Segment Start: EXTRACTED DATA

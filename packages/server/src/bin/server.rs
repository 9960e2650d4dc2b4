//! Message board server with real-time WebSocket broadcast.
//!
//! Serves the REST API for messages and pushes every create / edit / delete
//! to all connected WebSocket clients.
//!
//! Run with:
//! ```not_rust
//! cargo run --bin dengon-server
//! cargo run --bin dengon-server -- --host 0.0.0.0 --port 3000 --max-connections 500
//! ```

use std::{sync::Arc, time::Duration};

use clap::Parser;
use dengon_server::{
    infrastructure::{
        message_pusher::{ConnectionRegistry, WebSocketMessagePusher},
        repository::InMemoryMessageRepository,
    },
    ui::{ConnectionSettings, Server, ServerConfig, UseCases},
};
use dengon_shared::{logger::setup_logger, time::SystemClock};

#[derive(Parser, Debug)]
#[command(name = "dengon-server")]
#[command(about = "Message board server with real-time WebSocket broadcast", long_about = None)]
struct Args {
    /// Host address to bind the server to
    #[arg(short = 'H', long, default_value = "127.0.0.1")]
    host: String,

    /// Port number to bind the server to
    #[arg(short = 'p', long, default_value = "8080")]
    port: u16,

    /// Seconds between keep-alive pings; a client silent for twice this long is dropped
    #[arg(long, default_value = "30", value_parser = clap::value_parser!(u64).range(1..))]
    ping_interval_secs: u64,

    /// Outbound queue size per connection; a client that falls this far behind is dropped
    #[arg(long, default_value = "64")]
    outbound_buffer: usize,

    /// Maximum number of simultaneous WebSocket connections (unbounded if omitted)
    #[arg(long)]
    max_connections: Option<usize>,
}

#[tokio::main]
async fn main() {
    // Initialize tracing
    setup_logger(env!("CARGO_BIN_NAME"), "debug");

    let args = Args::parse();

    // Initialize dependencies in order:
    // 1. Repository
    // 2. MessagePusher
    // 3. UseCases
    // 4. Server

    // 1. Create Repository (in-memory database)
    let repository = Arc::new(InMemoryMessageRepository::new());

    // 2. Create MessagePusher (WebSocket implementation)
    let registry = Arc::new(ConnectionRegistry::with_capacity_limit(args.max_connections));
    let message_pusher = Arc::new(WebSocketMessagePusher::new(registry));

    // 3. Create UseCases
    let usecases = UseCases::new(repository, message_pusher, Arc::new(SystemClock));

    // 4. Create and run the server
    let config = ServerConfig {
        host: args.host,
        port: args.port,
        connection: ConnectionSettings {
            ping_interval: Duration::from_secs(args.ping_interval_secs),
            outbound_buffer: args.outbound_buffer,
        },
    };
    let server = Server::new(config, usecases);
    if let Err(e) = server.run().await {
        tracing::error!("Server error: {}", e);
        std::process::exit(1);
    }
}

Segment End: EXTRACTED DATA

Count the lines in the listing that hold the word "this", then give the number and nothing else.

2